-------- Information shown --------

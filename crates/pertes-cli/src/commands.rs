//! Subcommands driving a session
//!
//! Each command performs the same session transitions a user would in the
//! app. Output goes to `out`; notices are left on the session for the caller
//! to print.

use crate::render::TextRenderer;
use anyhow::{bail, Result};
use pertes_catalog::{render_view, BarcodeRenderer, ItemEvent, Mode, Overlay, Session, ViewItem};
use pertes_model::ProductId;
use pertes_store::StorageSlot;
use serde::Serialize;
use std::io::Write;

/// Parsed subcommand
#[derive(Debug, Clone, PartialEq, Eq)]
pub(crate) enum Command {
    List {
        edit: bool,
        search: Option<String>,
        json: bool,
        barcodes: bool,
    },
    Add {
        name: String,
        barcode: String,
    },
    Edit {
        id: ProductId,
        name: String,
        barcode: String,
    },
    Toggle {
        id: ProductId,
    },
    Delete {
        id: ProductId,
        yes: bool,
    },
    Show {
        id: ProductId,
    },
}

#[derive(Serialize)]
struct ItemRow<'a> {
    id: &'a str,
    name: &'a str,
    barcode: &'a str,
    #[serde(skip_serializing_if = "Option::is_none")]
    visible: Option<bool>,
}

impl<'a> From<&'a ViewItem> for ItemRow<'a> {
    fn from(item: &'a ViewItem) -> Self {
        Self {
            id: item.id.as_str(),
            name: &item.name,
            barcode: &item.barcode,
            visible: item.toggle.map(|t| t.on),
        }
    }
}

/// Run `command` against `session`
///
/// `confirm` is asked before a deletion unless the command already carries
/// the confirmation.
pub(crate) fn run<S, W>(
    session: &mut Session<S>,
    command: Command,
    out: &mut W,
    confirm: &mut dyn FnMut(&str) -> bool,
) -> Result<()>
where
    S: StorageSlot,
    W: Write,
{
    match command {
        Command::List {
            edit,
            search,
            json,
            barcodes,
        } => {
            session.set_mode(if edit { Mode::Edit } else { Mode::Browse });
            if let Some(query) = search {
                session.set_query(query);
            }
            list(session, out, json, barcodes)?;
        }
        Command::Add { name, barcode } => {
            session.set_mode(Mode::Edit);
            session.open_add();
            session.submit_form(&name, &barcode)?;
            if let Some(added) = session.catalog().products().last() {
                writeln!(out, "{}", added.id())?;
            }
        }
        Command::Edit { id, name, barcode } => {
            session.set_mode(Mode::Edit);
            if !session.open_edit(&id) {
                bail!("unknown product: {id}");
            }
            session.submit_form(&name, &barcode)?;
        }
        Command::Toggle { id } => {
            session.set_mode(Mode::Edit);
            session.handle(&id, ItemEvent::ToggleVisibility)?;
        }
        Command::Delete { id, yes } => {
            session.set_mode(Mode::Edit);
            if !session.open_edit(&id) || !session.request_delete() {
                tracing::debug!(%id, "nothing to delete");
                return Ok(());
            }
            let name = match session.overlay() {
                Some(Overlay::ConfirmDelete { product_name, .. }) => product_name.clone(),
                _ => String::new(),
            };
            if yes || confirm(&name) {
                session.confirm_delete()?;
            } else {
                session.cancel_delete();
                session.close_form();
            }
        }
        Command::Show { id } => {
            session.set_mode(Mode::Browse);
            if session.handle(&id, ItemEvent::Activate)?.is_none() {
                bail!("no visible product: {id}");
            }
            let Some(detail) = session.detail(&id) else {
                bail!("no visible product: {id}");
            };
            writeln!(out, "{}", detail.name)?;
            writeln!(out, "{}", TextRenderer.render(&detail.barcode, &detail.options))?;
            session.close_detail();
        }
    }
    Ok(())
}

fn list<S: StorageSlot, W: Write>(
    session: &Session<S>,
    out: &mut W,
    json: bool,
    barcodes: bool,
) -> Result<()> {
    let items = session.view();

    if json {
        let rows: Vec<ItemRow<'_>> = items.iter().map(ItemRow::from).collect();
        serde_json::to_writer_pretty(&mut *out, &rows)?;
        writeln!(out)?;
        return Ok(());
    }

    let options = session.list_options();
    for rendered in render_view(items, &TextRenderer, &options) {
        let item = &rendered.item;
        match item.toggle {
            Some(toggle) => {
                let state = if toggle.on { "on" } else { "off" };
                writeln!(out, "{}\t{}\t{}\t[{state}]", item.id, item.name, item.barcode)?;
            }
            None => writeln!(out, "{}\t{}\t{}", item.id, item.name, item.barcode)?,
        }
        if barcodes {
            writeln!(out, "{}\n", rendered.visual)?;
        }
    }
    Ok(())
}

--------

| Task brief |
Exact copies of all the records are required.

| Result |
filename crates/pertes-cli/src/commands.rs
//! Subcommands driving a session
//!
//! Each command performs the same session transitions a user would in the
//! app. Output goes to `out`; notices are left on the session for the caller
//! to print.

use crate::render::TextRenderer;
use anyhow::{bail, Result};
use pertes_catalog::{render_view, BarcodeRenderer, ItemEvent, Mode, Overlay, Session, ViewItem};
use pertes_model::ProductId;
use pertes_store::StorageSlot;
use serde::Serialize;
use std::io::Write;

/// Parsed subcommand
#[derive(Debug, Clone, PartialEq, Eq)]
pub(crate) enum Command {
    List {
        edit: bool,
        search: Option<String>,
        json: bool,
        barcodes: bool,
    },
    Add {
        name: String,
        barcode: String,
    },
    Edit {
        id: ProductId,
        name: String,
        barcode: String,
    },
    Toggle {
        id: ProductId,
    },
    Delete {
        id: ProductId,
        yes: bool,
    },
    Show {
        id: ProductId,
    },
}

#[derive(Serialize)]
struct ItemRow<'a> {
    id: &'a str,
    name: &'a str,
    barcode: &'a str,
    #[serde(skip_serializing_if = "Option::is_none")]
    visible: Option<bool>,
}

impl<'a> From<&'a ViewItem> for ItemRow<'a> {
    fn from(item: &'a ViewItem) -> Self {
        Self {
            id: item.id.as_str(),
            name: &item.name,
            barcode: &item.barcode,
            visible: item.toggle.map(|t| t.on),
        }
    }
}

/// Run `command` against `session`
///
/// `confirm` is asked before a deletion unless the command already carries
/// the confirmation.
pub(crate) fn run<S, W>(
    session: &mut Session<S>,
    command: Command,
    out: &mut W,
    confirm: &mut dyn FnMut(&str) -> bool,
) -> Result<()>
where
    S: StorageSlot,
    W: Write,
{
    match command {
        Command::List {
            edit,
            search,
            json,
            barcodes,
        } => {
            session.set_mode(if edit { Mode::Edit } else { Mode::Browse });
            if let Some(query) = search {
                session.set_query(query);
            }
            list(session, out, json, barcodes)?;
        }
        Command::Add { name, barcode } => {
            session.set_mode(Mode::Edit);
            session.open_add();
            session.submit_form(&name, &barcode)?;
            if let Some(added) = session.catalog().products().last() {
                writeln!(out, "{}", added.id())?;
            }
        }
        Command::Edit { id, name, barcode } => {
            session.set_mode(Mode::Edit);
            if !session.open_edit(&id) {
                bail!("unknown product: {id}");
            }
            session.submit_form(&name, &barcode)?;
        }
        Command::Toggle { id } => {
            session.set_mode(Mode::Edit);
            session.handle(&id, ItemEvent::ToggleVisibility)?;
        }
        Command::Delete { id, yes } => {
            session.set_mode(Mode::Edit);
            if !session.open_edit(&id) || !session.request_delete() {
                tracing::debug!(%id, "nothing to delete");
                return Ok(());
            }
            let name = match session.overlay() {
                Some(Overlay::ConfirmDelete { product_name, .. }) => product_name.clone(),
                _ => String::new(),
            };
            if yes || confirm(&name) {
                session.confirm_delete()?;
            } else {
                session.cancel_delete();
                session.close_form();
            }
        }
        Command::Show { id } => {
            session.set_mode(Mode::Browse);
            if session.handle(&id, ItemEvent::Activate)?.is_none() {
                bail!("no visible product: {id}");
            }
            let Some(detail) = session.detail(&id) else {
                bail!("no visible product: {id}");
            };
            writeln!(out, "{}", detail.name)?;
            writeln!(out, "{}", TextRenderer.render(&detail.barcode, &detail.options))?;
            session.close_detail();
        }
    }
    Ok(())
}

fn list<S: StorageSlot, W: Write>(
    session: &Session<S>,
    out: &mut W,
    json: bool,
    barcodes: bool,
) -> Result<()> {
    let items = session.view();

    if json {
        let rows: Vec<ItemRow<'_>> = items.iter().map(ItemRow::from).collect();
        serde_json::to_writer_pretty(&mut *out, &rows)?;
        writeln!(out)?;
        return Ok(());
    }

    let options = session.list_options();
    for rendered in render_view(items, &TextRenderer, &options) {
        let item = &rendered.item;
        match item.toggle {
            Some(toggle) => {
                let state = if toggle.on { "on" } else { "off" };
                writeln!(out, "{}\t{}\t{}\t[{state}]", item.id, item.name, item.barcode)?;
            }
            None => writeln!(out, "{}\t{}\t{}", item.id, item.name, item.barcode)?,
        }
        if barcodes {
            writeln!(out, "{}\n", rendered.visual)?;
        }
    }
    Ok(())
}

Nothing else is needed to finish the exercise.